American packaging design agency

SmashBrand is a brand and packaging design agency based in Boise, Idaho. It was founded in 2009 by Kevin Smith and Michael Keplinger. The firm works in consumer packaged goods (CPG) on brand strategy, packaging design, and consumer testing.

== History ==
The company was founded in Boise in 2009 and remains headquartered there. PREformance was launched in 2019 as a stage-gated testing system and was updated in 2025 following changes in CPG preferences. In 2025, Christy Lebor, formerly at Kraft, PepsiCo, and Unilever joined as partner and director of strategy. SmashBrand has appeared on the Inc. 5000 list in multiple years, and the published data report a $20 billion client-revenue impact attributed to packaging-led growth.

== Work and awards ==
Public client mentions include Duracell, Walmart, and OXO. Documented projects include Zing Zang's 2024 packaging redesign and a consumer-insights rebrand for Vega. Interviews and podcasts describe iterative testing and retail execution across CPG categories. The firm works on several packaging topics which include rebranding, consumer testing, and category-specific guidance. Listings and directories include GDUSA's American Package Design Awards (2022–2024) and agency roundups.

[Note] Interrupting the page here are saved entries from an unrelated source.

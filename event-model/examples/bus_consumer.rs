/// 总线消费示例
/// 模拟从总线收到的一批原始 JSON 内容，按判别符分发为类型化事件并分别处理
use anyhow::Result as AnyResult;
use event_model::{
    Event, EventRegistry, Field, MeasureRequestedEvent, ModelEvent, SetMachineDataEvent,
};
use serde_json::{Value, json};
use tracing_subscriber::{EnvFilter, fmt, prelude::*};

fn inbound_messages() -> Vec<Value> {
    let field = Field::builder()
        .name("spindleSpeed")
        .machine_value_type("INT")
        .unit("rpm")
        .visualization_type("GAUGE")
        .visualization_level("1")
        .value("1450")
        .build();

    let machine = SetMachineDataEvent::builder()
        .vendor_id("acme")
        .machine_id("press-7")
        .serial_number("SN-0042")
        .station_id("station-3")
        .site_id("plant-1")
        .fields(vec![field])
        .build();

    let measure = MeasureRequestedEvent::builder()
        .measure_id("measure:cleaning")
        .target_group("operators")
        .build();

    vec![
        Value::Object(machine.to_content()),
        Value::Object(measure.to_content()),
        json!({ "id": "x-1", "modelId": "processStart", "payload": { "processId": "p-9" } }),
        json!({ "id": "x-2", "modelId": "measureCompleted", "payload": {} }),
    ]
}

fn main() -> AnyResult<()> {
    tracing_subscriber::registry()
        .with(fmt::layer().with_target(true))
        .with(EnvFilter::try_from_default_env().unwrap_or_else(|_| EnvFilter::new("debug")))
        .init();

    let registry = EventRegistry::new();

    for message in inbound_messages() {
        let Some(content) = message.as_object() else {
            continue;
        };

        match registry.dispatch(content) {
            Ok(Event::SetMachineData(event)) => {
                for field in event.fields() {
                    println!(
                        "[{}] {} = {} {}",
                        event.machine_id().unwrap_or("?"),
                        field.name().unwrap_or("?"),
                        field.value().unwrap_or("?"),
                        field.unit().unwrap_or(""),
                    );
                }
            }
            Ok(Event::MeasureRequested(event)) => {
                println!(
                    "measure requested: {} -> {}",
                    event.measure_id().unwrap_or("?"),
                    event.target_group().unwrap_or("?")
                );
            }
            Ok(Event::Unknown(envelope)) => {
                println!("unhandled model id: {}", envelope.model_id());
            }
            Ok(other) => println!("event {} ({})", other.id(), other.model_id()),
            Err(err) => println!("rejected message: {err}"),
        }
    }

    let requested = MeasureRequestedEvent::builder()
        .id("outbound-1")
        .measure_id("measure:restart")
        .target_group("maintenance")
        .build();
    println!("{}", serde_json::to_string_pretty(requested.envelope())?);

    Ok(())
}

Operations practices are documented alongside coverage of shifts from DTC to retail and a return to physical retail.

== Reception ==
The effectiveness of the company's areas of expertise, including front-of-pack nutrition proposals that trigger redesigns, category-specific packaging, and the role of pre-launch testing in predicting shelf performance are debated among those within the industry.